Giovedì 22 Agosto 2019

Parona: basta fare ironia, fiutare puzze è importante! E i dieci annusatori prescelti guadagneranno 27 euro l’ora

Gli annusatori? Sono una cosa serissima. La Consulta comunale per l’ambiente di Parona reagisce alla tanta ironia e ad alcune critiche suscitate dal bando lanciato nei giorni scorsi dall’amministrazione, mentre i più scettici addirittura minacciano di chiamare “Le Iene” o “Striscia la Notizia”. 

Si cercano figure dal paese e dintorni, a cui dopo un corso di formazione saranno dati 27 euro all’ora per girare intorno alle aziende e “classificare” i vari tipi di miasmi. La tecnica è quella della “Field inspection”, sviluppata in Germania e successivamente riconosciuta a livello italiano ed europeo, che consente di misurare, in modo obiettivo e legalmente efficace, il livello di disturbo arrecato da odori molesti di origine industriale o agricola in un determinato territorio. Dopo le elaborazioni statistiche, i sindaci possono anche denunciare le eventuali aziende che non rispettano le regole. L’unica ditta accreditata in Italia è la Osmotech di Pavia. 

“I cittadini indicano da anni, gratis, le origini e le tipologie dei miasmi – fa notare Renato Soffritti, membro della consulta “bastian contrario” e ormai ai ferri corti – ma nessuno ha mai agito. Questa decisione è stata presa dall’amministrazione comunale senza aver consultato prima… la Consulta, che a questo punto mi chiedo che utilità abbia. Si tratta di soldi buttati al vento per Parona, e di un’idea che farebbe la fortuna dei programmi televisivi satirici di giornalismo d’inchiesta, come Le Iene o Striscia”. 

È compatta nel dargli torto il resto della Consulta comunale per l’ambiente.  “L’indagine non serve a capire quali sono gli odori sgradevoli percepiti né chi li produce - è la risposta del suo presidente, Riccardo Orlandi – perché queste sono informazioni già note in partenza. Si tratta invece della fotografia reale, effettuata sul campo mediante i nasi di persone appositamente addestrate, della frequenza con cui gli odori molesti vengono percepiti sul territorio. Proprio perché normata permette a un giudice, nel caso, di agire. Si tratta di una metodica seria, efficace, particolarmente indicata per mappare situazioni complesse in cui vengono emessi più tipi di odore da più soggetti come avviene a Parona”. 

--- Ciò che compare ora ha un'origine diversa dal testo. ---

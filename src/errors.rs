//! Error types for the signalling engine

use thiserror::Error;

/// Result type alias
pub type Result<T> = std::result::Result<T, TelsigError>;

/// Top-level engine error
#[derive(Debug, Error)]
pub enum TelsigError {
    #[error("link error: {0}")]
    Link(#[from] LinkError),

    #[error("MTP3 error: {0}")]
    Mtp3(#[from] Mtp3Error),

    #[error("ISUP error: {0}")]
    Isup(#[from] IsupError),

    #[error("SCCP error: {0}")]
    Sccp(#[from] SccpError),

    #[error("TCAP error: {0}")]
    Tcap(#[from] TcapError),

    #[error("ISDN error: {0}")]
    Isdn(#[from] IsdnError),

    #[error("SIGTRAN error: {0}")]
    Sigtran(#[from] SigtranError),

    #[error("configuration error: {0}")]
    Config(String),

    #[error("IO error: {0}")]
    Io(#[from] std::io::Error),

    #[error("engine stopped")]
    EngineStopped,
}

/// Layer 1 / layer 2 link errors
#[derive(Debug, Error)]
pub enum LinkError {
    #[error("link down")]
    LinkDown,

    #[error("link not aligned")]
    NotAligned,

    #[error("remote processor outage")]
    ProcessorOutage,

    #[error("remote busy")]
    RemoteBusy,

    #[error("congestion level {0}")]
    Congestion(u8),

    #[error("oversized packet: {0} octets")]
    Oversize(usize),

    #[error("malformed frame: {0}")]
    BadFrame(String),

    #[error("transmit failed: {0}")]
    TransmitFailed(String),

    #[error("IO error: {0}")]
    Io(#[from] std::io::Error),
}

/// MTP3 network layer errors
#[derive(Debug, Error)]
pub enum Mtp3Error {
    #[error("no route to destination {0}")]
    NoRoute(u32),

    #[error("route prohibited to {0}")]
    RouteProhibited(u32),

    #[error("no selectable link in linkset")]
    NoLink,

    #[error("user part unavailable: SI {0}")]
    UserPartUnavailable(u8),

    #[error("bad routing label: {0}")]
    BadLabel(String),

    #[error("payload exceeds route maximum ({0} octets)")]
    Oversize(usize),

    #[error("link error: {0}")]
    Link(#[from] LinkError),
}

/// ISUP errors, cause values per Q.850 where applicable
#[derive(Debug, Error)]
pub enum IsupError {
    #[error("bad configuration: {0}")]
    Config(String),

    #[error("missing mandatory parameter {0:#04x}")]
    MissingMandatory(u8),

    #[error("unknown mandatory parameter {0:#04x}")]
    UnknownMandatory(u8),

    #[error("bad parameter length for {0:#04x}")]
    BadParameterLength(u8),

    #[error("message too short")]
    Underflow,

    #[error("unknown message type {0:#04x}")]
    UnknownMessage(u8),

    #[error("unknown circuit {0}")]
    UnknownCircuit(u32),

    #[error("no circuit available")]
    NoCircuit,

    #[error("circuit {0} not in required state")]
    CircuitState(u32),

    #[error("unexpected message {0:#04x} in state {1}")]
    UnexpectedMessage(u8, &'static str),

    #[error("MTP3 error: {0}")]
    Mtp3(#[from] Mtp3Error),
}

/// SCCP errors carrying the return cause where one applies
#[derive(Debug, Error)]
pub enum SccpError {
    #[error("no translation for this address")]
    NoTranslation,

    #[error("no translation for address of this nature")]
    NoTranslationForNature,

    #[error("subsystem failure: SSN {0}")]
    SubsystemFailure(u8),

    #[error("subsystem congestion: SSN {0}")]
    SubsystemCongestion(u8),

    #[error("MTP failure")]
    MtpFailure,

    #[error("network congestion")]
    NetworkCongestion,

    #[error("hop counter violation")]
    HopCounterViolation,

    #[error("segmentation failed")]
    SegmentationFailed,

    #[error("reassembly failed")]
    ReassemblyFailed,

    #[error("message too large for any transport: {0} octets")]
    Oversize(usize),

    #[error("invalid address: {0}")]
    InvalidAddress(String),

    #[error("invalid message: {0}")]
    InvalidMessage(String),

    #[error("MTP3 error: {0}")]
    Mtp3(#[from] Mtp3Error),
}

/// TCAP errors mapping onto the Q.773 problem taxonomy
#[derive(Debug, Error)]
pub enum TcapError {
    #[error("transaction not found: {0}")]
    TransactionNotFound(u32),

    #[error("transaction pool exhausted")]
    NoTransactionId,

    #[error("invalid transaction state: {0}")]
    InvalidState(&'static str),

    #[error("BER encoding error: {0}")]
    Ber(String),

    #[error("dialogue error: {0}")]
    Dialogue(String),

    #[error("duplicate invoke ID {0}")]
    DuplicateInvokeId(i32),

    #[error("unrecognized operation")]
    UnrecognizedOperation,

    #[error("abort received")]
    Abort,

    #[error("SCCP error: {0}")]
    Sccp(#[from] SccpError),
}

/// ISDN Q.921/Q.931 errors
#[derive(Debug, Error)]
pub enum IsdnError {
    #[error("data link not established")]
    NotEstablished,

    #[error("no TEI assigned")]
    NoTei,

    #[error("TEI pool exhausted")]
    NoTeiAvailable,

    #[error("malformed frame: {0}")]
    BadFrame(String),

    #[error("frame rejected (FRMR)")]
    FrameReject,

    #[error("mandatory IE missing: {0:#04x}")]
    MissingIe(u8),

    #[error("bad information element {0:#04x}")]
    BadIe(u8),

    #[error("unknown message type {0:#04x}")]
    UnknownMessage(u8),

    #[error("unknown call reference {0}")]
    UnknownCallRef(u16),

    #[error("unexpected message {0:#04x} in state {1}")]
    UnexpectedMessage(u8, &'static str),
}

/// SIGTRAN adaptation layer errors
#[derive(Debug, Error)]
pub enum SigtranError {
    #[error("association failed: {0}")]
    AssociationFailed(String),

    #[error("send failed: {0}")]
    SendFailed(String),

    #[error("receive failed: {0}")]
    ReceiveFailed(String),

    #[error("ASP state error: {0}")]
    AspState(String),

    #[error("invalid message: {0}")]
    InvalidMessage(String),

    #[error("protocol error code {0}")]
    ProtocolError(u32),

    #[error("unsupported version {0}")]
    BadVersion(u8),

    #[error("IO error: {0}")]
    Io(#[from] std::io::Error),
}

Chiunque può candidarsi, anche chi vive nei paesi limitrofi. Tra i criteri di esclusione c’è quello di avere parenti che lavorano nelle ditte di Parona, quello di avere malattie respiratorie (“per riuscire a distinguere meglio gli odori”, spiegano dal Comune) e quello di non avere un telefonino con internet. Proprio la tracciatura sul web permette, infatti, di verificare che i 10 annusatori scelti vadano davvero sul campo, visto che la paga è… profumata.